InvestorsHub Logo
Followers 55
Posts 6761
Boards Moderated 0
Alias Born 11/18/2016

Re: LuLeVan post# 695663

Tuesday, 09/21/2021 7:18:31 PM

Tuesday, September 21, 2021 7:18:31 PM

Post# of 800519

I agree with you, however, that this could scare off subscribers to the new shares. They will look very closely at how the government has dealt with the old shareholders over the past 13 years, because something similar would be likely after the next housing crisis (if one comes). The new subscribers are not voluntarily going to get slaughtered.



I have never bought this argument. Whatever mistreatment the government has inflicted on shareholders in the last 13 years cannot be undone, and a giveaway to current shareholders won't reassure the new money one bit. All it would tell new investors is if the government acts up again, the new money might have to wait 13+ years to be made whole.

The new money will be stepping into the shoes of the shareholders from 2008, not 2022 (or whenever the capital raise happens). The only way the government could hand out money to reassure the new investors is to pay off the 2008 shareholders, regardless of whether they have since sold their shares, while freezing out anyone who bought after 2008.

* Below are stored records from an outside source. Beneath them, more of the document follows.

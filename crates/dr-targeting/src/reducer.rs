//! ---
//! dr_section: "06-target-validation"
//! dr_subsection: "module"
//! dr_type: "source"
//! dr_scope: "code"
//! dr_description: "Target cluster eligibility, readiness checks and modal state."
//! dr_version: "v0.0.0-prealpha"
//! dr_owner: "tbd"
//! ---
//! Pure state transitions of the action modal.

use dr_models::DrActionType;
use serde::Serialize;

use crate::errors::ErrorMessage;
use crate::target::TargetClusterType;

/// Independent message slots; each holds at most one message.
#[derive(Debug, Clone, Copy, PartialEq, Eq, Serialize)]
#[serde(rename_all = "camelCase")]
pub enum ErrorSlot {
    TargetCluster,
    ManagedClusters,
    DrPolicyControlState,
}

#[derive(Debug, Clone, Default, PartialEq, Eq, Serialize)]
#[serde(rename_all = "camelCase")]
pub struct ErrorSlots {
    pub target_cluster: Option<ErrorMessage>,
    pub managed_clusters: Option<ErrorMessage>,
    pub dr_policy_control_state: Option<ErrorMessage>,
}

impl ErrorSlots {
    pub fn get(&self, slot: ErrorSlot) -> Option<&ErrorMessage> {
        match slot {
            ErrorSlot::TargetCluster => self.target_cluster.as_ref(),
            ErrorSlot::ManagedClusters => self.managed_clusters.as_ref(),
            ErrorSlot::DrPolicyControlState => self.dr_policy_control_state.as_ref(),
        }
    }

    fn set(&mut self, slot: ErrorSlot, message: Option<ErrorMessage>) {
        match slot {
            ErrorSlot::TargetCluster => self.target_cluster = message,
            ErrorSlot::ManagedClusters => self.managed_clusters = message,
            ErrorSlot::DrPolicyControlState => self.dr_policy_control_state = message,
        }
    }

    /// Most severe message across all slots.
    pub fn most_severe(&self) -> Option<&ErrorMessage> {
        [
            self.target_cluster.as_ref(),
            self.managed_clusters.as_ref(),
            self.dr_policy_control_state.as_ref(),
        ]
        .into_iter()
        .flatten()
        .min_by_key(|message| message.priority)
    }
}

#[derive(Debug, Clone, Default, PartialEq, Eq, Serialize)]
#[serde(rename_all = "camelCase")]
pub struct State {
    pub action_type: Option<DrActionType>,
    pub selected_target_cluster: TargetClusterType,
    pub selected_subscription_groups: Vec<String>,
    pub errors: ErrorSlots,
    pub modal_footer_message: Option<String>,
}

impl State {
    /// No blocking message in any slot.
    pub fn can_initiate(&self) -> bool {
        self.action_type.is_some()
            && !self
                .errors
                .most_severe()
                .is_some_and(ErrorMessage::is_blocking)
    }
}

#[derive(Debug, Clone, PartialEq, Eq)]
pub enum Action {
    SetActionType(DrActionType),
    /// Replaces the whole selection.
    SetSelectedTargetCluster(TargetClusterType),
    SetErrorMessage {
        slot: ErrorSlot,
        message: Option<ErrorMessage>,
    },
    SetModalFooterMessage(Option<String>),
    SetSelectedSubscriptionGroups(Vec<String>),
    Reset,
}

pub fn reduce(state: State, action: Action) -> State {
    match action {
        Action::SetActionType(action_type) => {
            let mut errors = state.errors;
            errors.set(ErrorSlot::TargetCluster, None);
            State {
                action_type: Some(action_type),
                selected_target_cluster: TargetClusterType::default(),
                errors,
                ..state
            }
        }
        Action::SetSelectedTargetCluster(cluster) => State {
            selected_target_cluster: cluster,
            ..state
        },
        Action::SetErrorMessage { slot, message } => {
            let mut errors = state.errors;
            errors.set(slot, message);
            State { errors, ..state }
        }
        Action::SetModalFooterMessage(message) => State {
            modal_footer_message: message,
            ..state
        },
        Action::SetSelectedSubscriptionGroups(groups) => State {
            selected_subscription_groups: groups,
            ..state
        },
        Action::Reset => State::default(),
    }
}

#[cfg(test)]
mod tests {
    use super::*;
    use crate::errors::ErrorMessageType;
    use crate::target::ClusterInfo;

    fn cluster(name: &str, available: bool) -> TargetClusterType {
        TargetClusterType {
            cluster_info: ClusterInfo {
                name: name.into(),
                namespace: name.into(),
            },
            is_cluster_available: available,
            last_available_time: None,
        }
    }

    #[test]
    fn target_selection_is_overwritten_not_merged() {
        let state = reduce(
            State::default(),
            Action::SetSelectedTargetCluster(cluster("east", true)),
        );
        let state = reduce(state, Action::SetSelectedTargetCluster(cluster("west", false)));
        assert_eq!(state.selected_target_cluster, cluster("west", false));
    }

    #[test]
    fn slots_are_independent() {
        let down = ErrorMessage::new(ErrorMessageType::ManagedClustersAreDown, &["sync"]);
        let fenced = ErrorMessage::new(ErrorMessageType::SourceClusterNotFenced, &["east"]);
        let state = reduce(
            State::default(),
            Action::SetErrorMessage {
                slot: ErrorSlot::ManagedClusters,
                message: Some(down.clone()),
            },
        );
        let state = reduce(
            state,
            Action::SetErrorMessage {
                slot: ErrorSlot::TargetCluster,
                message: Some(fenced.clone()),
            },
        );
        assert_eq!(state.errors.get(ErrorSlot::ManagedClusters), Some(&down));
        assert_eq!(state.errors.get(ErrorSlot::TargetCluster), Some(&fenced));
        assert_eq!(state.errors.most_severe(), Some(&down));

        let state = reduce(
            state,
            Action::SetErrorMessage {
                slot: ErrorSlot::ManagedClusters,
                message: None,
            },
        );
        assert!(state.errors.get(ErrorSlot::ManagedClusters).is_none());
        assert_eq!(state.errors.get(ErrorSlot::TargetCluster), Some(&fenced));
    }

    #[test]
    fn changing_action_clears_target() {
        let state = reduce(State::default(), Action::SetActionType(DrActionType::Failover));
        let state = reduce(state, Action::SetSelectedTargetCluster(cluster("west", true)));
        let state = reduce(
            state,
            Action::SetErrorMessage {
                slot: ErrorSlot::TargetCluster,
                message: Some(ErrorMessage::new(
                    ErrorMessageType::TargetClusterNotUnfenced,
                    &["west"],
                )),
            },
        );
        let state = reduce(
            state,
            Action::SetSelectedSubscriptionGroups(vec!["busybox-placement".into()]),
        );
        assert!(!state.can_initiate());

        let state = reduce(state, Action::SetActionType(DrActionType::Relocate));
        assert_eq!(state.action_type, Some(DrActionType::Relocate));
        assert_eq!(state.selected_target_cluster, TargetClusterType::default());
        assert!(state.errors.target_cluster.is_none());
        assert_eq!(state.selected_subscription_groups.len(), 1);
        assert!(state.can_initiate());
    }

    #[test]
    fn warnings_do_not_block_and_reset_clears() {
        let state = reduce(State::default(), Action::SetActionType(DrActionType::Failover));
        let state = reduce(
            state,
            Action::SetErrorMessage {
                slot: ErrorSlot::DrPolicyControlState,
                message: Some(ErrorMessage::new(
                    ErrorMessageType::VolumeSyncDelay,
                    &["busybox-drpc", "40", "15"],
                )),
            },
        );
        let state = reduce(
            state,
            Action::SetModalFooterMessage(Some("Failover initiated".into())),
        );
        assert!(state.can_initiate());
        assert_eq!(reduce(state, Action::Reset), State::default());
    }
}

I think new investors won't care at all how the pre-equity raise common share base is split amongst the existing common, Treasury, and the juniors if converted.

Thus, to a certain extent, there is also psychological pressure on the government not to treat the old shareholders too badly.



Given the party in charge I think it's quite the opposite: the "hedge fund windfall" narrative is very powerful and too much of a "giveaway" will be viewed very negatively by many of those in power.

Cancelling the seniors instead of converting them to common is basically Treasury writing a giant check to existing common shareholders. Why on earth would Treasury choose to go that route, when it involves less money for the government and terrible political optics?

And please don't answer "lawsuits" because the only thing that might stick is a takings claim, which can only result in an award in the amount of the share price drop from before the senior-to-common conversion to after, a few billion at most. That's a drop in the bucket compared to the upside for Treasury.

A SPS swap to commons could formally be justified by asserting that FnF were indeed bankrupt in 2008 and therefore a restructuring similar to Chapter 11 would be acceptable even today.



The government doesn't even need to go that far. A senior-to-common conversion would be for the same reason as exercising the warrants: enhancing taxpayer value. No other reason is necessary, though lessening the "hedge fund windfall" is a nice political bonus.

Nevertheless, it would be a very "brutal" procedure that would effectively expropriate the common shareholders.



I totally disagree with this characterization. A senior-to-common conversion wouldn't be "expropriation" at all because calling it that implicitly involves comparison to a counterfactual. The common shares have basically zero economic value right now and the share price is under $1. There is almost nothing for Treasury to "expropriate" anyway.

Deleting the SPS and just exercising the warrants would be a signal to subscribers to the new shares that the government - for all its shenanigans like the NWS during conservatorship - wants to show at least some fairness.



The problem with using the term "fairness" is that there are as many definitions of that word as people you ask. People like John Carney and Scott Foster would think the "fairest" way to deal with existing FnF shareholders is to zero them all out.

And, as I said above, I don't think any new investor would be reassured by "fair" treatment of the 2022 shareholder base, which likely has rather little overlap with the base before conservatorship. All it tells them is they would have to hold their shares for an indefinite period of time (which could be 13 years or more) to get their money back in another downturn.

As long as the SPS and the warrants exist, I think there is no way of FnF going public at all. Your idea that the warrants could be exercised a few years after the IPO seems unrealistic. The subscribers to the new shares want clear conditions already at the time of the IPO so that they can calculate reasonably.



Fully agree. Senior cancellation or conversion and warrant exercise will have to precede the capital raise, or at least happen alongside so that the new investors know how much of the companies they will be getting for their money.

That's also why I think all the common shares offered will have to be at one time; if FnF plan to do a subsequent common share offering later, how could the first one be valued when the final share count (after later offerings) is unknown?

But it also means that the government will claim less than 40% of the FUTURE market cap at the time of the IPO. It is a mistake to confound the status quo before the IPO (when the government can own up to just under 100% of FnF) with the status quo after the IPO.



Agreed.

Got legal theories no plaintiff has tried? File your own lawsuit or shut up.